Synthesis of persistent luminescence nanocage as both drug nanocarrier and autofluorescence-free bioimaging agent for the theranostics of bacterial infection

Persistent luminescent nanoparticles (PLNPs) have promising applications in long-term autofluorescence-free bioimaging due to the long and multiple activatable afterglow nature. Coating a mesoporous shell on the surface of PLNPs is a usual way to give PLNPs additional drug loading capability, but often leads to the reduction of afterglow luminescence. Herein, we report the fabrication of hyaluronic acid (HA) grafted near-infrared (NIR) PLNP with hollow nanocage structure (PLNC) without the need for an additional mesoporous coating for enhanced targeted autofluorescence-free afterglow imaging and nanocarrier mediated drug delivery to treat bacterial infection. The PLNC was prepared by calcinating solid Cr-doped MgSn(OH)6 in a reducing atmosphere.
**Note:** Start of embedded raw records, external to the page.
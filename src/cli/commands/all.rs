//! `all` command: change list followed by patient registration
//!
//! Both calls run even if the first one fails; the exit code is the most
//! severe of the two.

use super::add_patient::{self, PatientSource};
use super::{changes, prepare_client, EXIT_CONFIG_ERROR};
use clap::Args;

/// Arguments for the all command
#[derive(Args, Debug, Default)]
pub struct AllArgs {
    /// Branch id for the change list (defaults to mis.default_branch_id)
    #[arg(short, long)]
    pub branch: Option<i64>,

    #[command(flatten)]
    pub source: PatientSource,
}

impl AllArgs {
    /// Execute the all command
    pub async fn execute(&self, config_path: &str) -> anyhow::Result<i32> {
        let patient = match self.source.resolve() {
            Ok(patient) => patient,
            Err(e) => {
                tracing::error!(error = %e, "Invalid patient input");
                println!("❌ {e}");
                return Ok(EXIT_CONFIG_ERROR);
            }
        };

        let (_, client) = match prepare_client(config_path) {
            Ok(prepared) => prepared,
            Err(code) => return Ok(code),
        };

        let changes_code = changes::run(&client, self.branch).await;
        let add_code = add_patient::run(&client, &patient).await;

        tracing::info!(
            changes_exit = changes_code,
            add_patient_exit = add_code,
            "All operations finished"
        );

        Ok(changes_code.max(add_code))
    }
}
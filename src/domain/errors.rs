//! Domain error types
//!
//! This module defines the error hierarchy for the MIS client. Only
//! infrastructure failures are errors: a call that reached the remote service
//! and was rejected there is reported through
//! [`OperationStatus`](super::outcome::OperationStatus), not through these types.

use thiserror::Error;

/// Main MIS client error type
///
/// Wraps the specific failure kinds and never exposes third-party types.
#[derive(Debug, Error)]
pub enum MisError {
    /// Configuration-related errors
    #[error("Configuration error: {0}")]
    Configuration(String),

    /// Client certificate or private key could not be loaded
    #[error("Credential error: {0}")]
    Credentials(String),

    /// Network or HTTP-level failures
    #[error("Transport error: {0}")]
    Transport(#[from] TransportError),

    /// The response body is not a well-formed protocol document
    #[error("Parse error: {0}")]
    Parse(String),

    /// Invalid input supplied by the caller
    #[error("Validation error: {0}")]
    Validation(String),

    /// Failure while serializing a request document
    #[error("Serialization error: {0}")]
    Serialization(String),

    /// I/O errors
    #[error("I/O error: {0}")]
    Io(String),
}

/// Transport-level failures
///
/// One network attempt is made per call, so each of these ends the call.
#[derive(Debug, Error)]
pub enum TransportError {
    /// The request did not complete within the fixed request timeout
    #[error("Request timeout: {0}")]
    Timeout(String),

    /// Connection could not be established or was interrupted
    #[error("Connection failed: {0}")]
    Connection(String),

    /// Server answered with a non-2xx status; the body is kept as received
    #[error("HTTP error: {status} - {body}")]
    Http { status: u16, body: String },
}

impl TransportError {
    /// Returns the HTTP status code, if this is an HTTP error
    pub fn status(&self) -> Option<u16> {
        match self {
            TransportError::Http { status, .. } => Some(*status),
            _ => None,
        }
    }

    /// Returns the preserved response body, if this is an HTTP error
    pub fn body(&self) -> Option<&str> {
        match self {
            TransportError::Http { body, .. } => Some(body),
            _ => None,
        }
    }
}

impl From<std::io::Error> for MisError {
    fn from(err: std::io::Error) -> Self {
        MisError::Io(err.to_string())
    }
}

impl From<serde_json::Error> for MisError {
    fn from(err: serde_json::Error) -> Self {
        MisError::Serialization(err.to_string())
    }
}

impl From<toml::de::Error> for MisError {
    fn from(err: toml::de::Error) -> Self {
        MisError::Configuration(format!("TOML parse error: {err}"))
    }
}

impl From<quick_xml::Error> for MisError {
    fn from(err: quick_xml::Error) -> Self {
        MisError::Parse(err.to_string())
    }
}
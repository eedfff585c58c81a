//! CLI interface and argument parsing

pub mod commands;

use clap::{Parser, Subcommand};

/// mis-client - Infoclinica MIS integration client
#[derive(Parser, Debug)]
#[command(name = "mis-client")]
#[command(version, about, long_about = None)]
pub struct Cli {
    /// Path to configuration file
    #[arg(short, long, default_value = "mis.toml", env = "MIS_CONFIG")]
    pub config: String,

    /// Log level (trace, debug, info, warn, error)
    #[arg(short, long, env = "MIS_LOG_LEVEL")]
    pub log_level: Option<String>,

    /// Subcommand to execute
    #[command(subcommand)]
    pub command: Commands,
}

/// Available commands
#[derive(Subcommand, Debug)]
pub enum Commands {
    /// Retrieve a batch of patient-record changes (CLIENTS_CHANGE_LIST)
    Changes(commands::changes::ChangesArgs),

    /// Register a patient (CLIENT_ADD)
    AddPatient(commands::add_patient::AddPatientArgs),

    /// Run the change list and patient registration in sequence
    All(commands::all::AllArgs),

    /// Validate configuration file
    ValidateConfig(commands::validate::ValidateArgs),

    /// Initialize a new configuration file
    Init(commands::init::InitArgs),
}

impl Cli {
    /// Dispatches to the selected command, returning the exit code
    pub async fn execute(&self) -> anyhow::Result<i32> {
        match &self.command {
            Commands::Changes(args) => args.execute(&self.config).await,
            Commands::AddPatient(args) => args.execute(&self.config).await,
            Commands::All(args) => args.execute(&self.config).await,
            Commands::ValidateConfig(args) => args.execute(&self.config).await,
            Commands::Init(args) => args.execute().await,
        }
    }
}

#[cfg(test)]
mod tests {
    use super::*;

    #[test]
    fn test_cli_parse_changes() {
        let cli = Cli::parse_from(["mis-client", "changes"]);
        assert_eq!(cli.config, "mis.toml");
        match cli.command {
            Commands::Changes(args) => assert_eq!(args.branch, None),
            other => panic!("unexpected command {other:?}"),
        }
    }

    #[test]
    fn test_cli_parse_changes_with_branch() {
        let cli = Cli::parse_from(["mis-client", "changes", "--branch", "42"]);
        match cli.command {
            Commands::Changes(args) => assert_eq!(args.branch, Some(42)),
            other => panic!("unexpected command {other:?}"),
        }
    }

    #[test]
    fn test_cli_parse_with_config_and_log_level() {
        let cli = Cli::parse_from([
            "mis-client",
            "--config",
            "custom.toml",
            "--log-level",
            "debug",
            "changes",
        ]);
        assert_eq!(cli.config, "custom.toml");
        assert_eq!(cli.log_level, Some("debug".to_string()));
    }

    #[test]
    fn test_cli_parse_add_patient_json() {
        let cli = Cli::parse_from([
            "mis-client",
            "add-patient",
            "--patient",
            r#"{"LASTNAME":"Ivanov","FIRSTNAME":"Ivan","BDATE":"19850315"}"#,
        ]);
        match cli.command {
            Commands::AddPatient(args) => assert!(args.source.patient.is_some()),
            other => panic!("unexpected command {other:?}"),
        }
    }

    #[test]
    fn test_cli_patient_sources_conflict() {
        let result = Cli::try_parse_from([
            "mis-client",
            "add-patient",
            "--patient",
            "{}",
            "--patient-file",
            "p.json",
        ]);
        assert!(result.is_err());
    }

    #[test]
    fn test_cli_parse_all_validate_init() {
        let cli = Cli::parse_from(["mis-client", "all", "--branch", "3"]);
        assert!(matches!(cli.command, Commands::All(_)));

        let cli = Cli::parse_from(["mis-client", "validate-config"]);
        assert!(matches!(cli.command, Commands::ValidateConfig(_)));

        let cli = Cli::parse_from(["mis-client", "init", "--force"]);
        assert!(matches!(cli.command, Commands::Init(ref args) if args.force));
    }
}
//! HTTPS transport with mutual TLS
//!
//! One POST per call, no retries. Idle connections are not pooled, so every
//! call opens its own TLS session and closes it when the response has been
//! read.

use super::credentials::{load_ca_certificate, ClientCredentials};
use crate::config::MisConfig;
use crate::domain::{MisError, Result, TransportError};
use async_trait::async_trait;
use reqwest::header::{HeaderMap, HeaderName, HeaderValue, ACCEPT, CONTENT_TYPE};
use reqwest::{Client, ClientBuilder};
use std::time::Duration;

/// Fixed per-request timeout
pub const REQUEST_TIMEOUT: Duration = Duration::from_secs(30);

/// Content type of request documents
pub const XML_CONTENT_TYPE: &str = "application/xml; charset=utf-8";

/// Header naming the clinic portal host on branch-scoped calls
pub const FORWARDED_HOST_HEADER: &str = "x-forwarded-host";

/// Sends a request document and returns the raw response body
#[async_trait]
pub trait MisTransport: Send + Sync {
    /// Posts `document` to the MIS
    ///
    /// `branch_scoped` adds the host-forwarding header for the configured
    /// clinic.
    ///
    /// # Errors
    ///
    /// Returns [`TransportError`] (wrapped in [`MisError::Transport`]) on
    /// timeout, connection failure or a non-2xx status.
    async fn send(&self, document: String, branch_scoped: bool) -> Result<Vec<u8>>;

    /// Endpoint the transport posts to
    fn endpoint(&self) -> &str;
}

/// reqwest-backed transport used in production
#[derive(Debug)]
pub struct HttpsTransport {
    client: Client,
    endpoint: String,
    forwarded_host: HeaderValue,
}

impl HttpsTransport {
    /// Builds the transport, loading credential material from disk
    ///
    /// # Errors
    ///
    /// Returns [`MisError::Credentials`] if the certificate, key or CA file
    /// cannot be loaded, [`MisError::Configuration`] for invalid settings.
    pub fn new(config: &MisConfig) -> Result<Self> {
        let credentials = ClientCredentials::from_config(&config.tls)?;
        Self::with_credentials(config, credentials)
    }

    /// Builds the transport from already loaded credentials
    pub fn with_credentials(
        config: &MisConfig,
        credentials: Option<ClientCredentials>,
    ) -> Result<Self> {
        Self::with_timeout(config, credentials, REQUEST_TIMEOUT)
    }

    /// Builds the transport with a non-default per-request timeout
    pub(crate) fn with_timeout(
        config: &MisConfig,
        credentials: Option<ClientCredentials>,
        timeout: Duration,
    ) -> Result<Self> {
        let mut client_builder = ClientBuilder::new()
            .use_rustls_tls()
            .timeout(timeout)
            .connect_timeout(timeout)
            .pool_max_idle_per_host(0);

        match credentials {
            Some(credentials) => {
                client_builder = client_builder.identity(credentials.identity()?);
            }
            None => {
                tracing::warn!(
                    endpoint = %config.base_url,
                    "No client certificate configured, requests are sent without a TLS identity"
                );
            }
        }

        if let Some(ref ca_path) = config.tls.ca_cert {
            client_builder = client_builder.add_root_certificate(load_ca_certificate(ca_path)?);
        }

        if config.tls.accept_invalid_certs {
            tracing::warn!(
                endpoint = %config.base_url,
                "Server certificate verification is DISABLED; use only against test endpoints"
            );
            client_builder = client_builder.danger_accept_invalid_certs(true);
        }

        let client = client_builder
            .build()
            .map_err(|e| MisError::Configuration(format!("Failed to build HTTP client: {e}")))?;

        let forwarded_host = HeaderValue::from_str(&config.clinic_host).map_err(|e| {
            MisError::Configuration(format!(
                "Invalid clinic host '{}': {e}",
                config.clinic_host
            ))
        })?;

        Ok(Self {
            client,
            endpoint: config.base_url.clone(),
            forwarded_host,
        })
    }

    fn headers(&self, branch_scoped: bool) -> HeaderMap {
        let mut headers = HeaderMap::new();
        headers.insert(CONTENT_TYPE, HeaderValue::from_static(XML_CONTENT_TYPE));
        headers.insert(ACCEPT, HeaderValue::from_static("application/xml"));
        if branch_scoped {
            headers.insert(
                HeaderName::from_static(FORWARDED_HOST_HEADER),
                self.forwarded_host.clone(),
            );
        }
        headers
    }
}

#[async_trait]
impl MisTransport for HttpsTransport {
    async fn send(&self, document: String, branch_scoped: bool) -> Result<Vec<u8>> {
        tracing::debug!(
            endpoint = %self.endpoint,
            branch_scoped = branch_scoped,
            bytes = document.len(),
            "Sending request"
        );

        let response = self
            .client
            .post(&self.endpoint)
            .headers(self.headers(branch_scoped))
            .body(document)
            .send()
            .await
            .map_err(classify_error)?;

        let status = response.status();
        let body = response.bytes().await.map_err(classify_error)?;

        if !status.is_success() {
            let body = String::from_utf8_lossy(&body).into_owned();
            tracing::warn!(
                status = status.as_u16(),
                body = %body.chars().take(500).collect::<String>(),
                "MIS returned an HTTP error"
            );
            return Err(TransportError::Http {
                status: status.as_u16(),
                body,
            }
            .into());
        }

        tracing::debug!(status = status.as_u16(), bytes = body.len(), "Received response");
        Ok(body.to_vec())
    }

    fn endpoint(&self) -> &str {
        &self.endpoint
    }
}

fn classify_error(err: reqwest::Error) -> MisError {
    if err.is_timeout() {
        TransportError::Timeout(err.to_string()).into()
    } else {
        TransportError::Connection(err.to_string()).into()
    }
}
//! External system integrations
//!
//! - [`mis`] - Infoclinica MIS XML API over mutual TLS
//!
//! The network boundary sits behind the [`mis::MisTransport`] trait so the
//! operation client can be driven by an in-memory transport in tests.

pub mod mis;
The as-synthesized PLNC not only gave better persistence luminescence than solid Cr-doped zinc gallogermanate PLNPs for autofluorescence-free bioimaging, but also possessed mesoporous structure as a nanocarrier for drug delivery. As a proof of concept, antimicrobial drug rifampicin (RIF) loaded amino modified PLNC (PLNC-NH2) was prepared for antimicrobial application. RIF loaded PLNC-NH2 was further modified with hyaluronic acid (HA) to make RIF loaded PLNC-HA selectively target to the site of bacterial infection. The developed RIF loaded PLNC-HA not only exhibited efficient antimicrobial therapeutic effects, but also provided autofluorescence-free targeted afterglow imaging of the infection site for guided therapy. This work provides a new simple way for the synthesis of mesoporous PLNCs with additional drug delivery function for nanotheranostic application.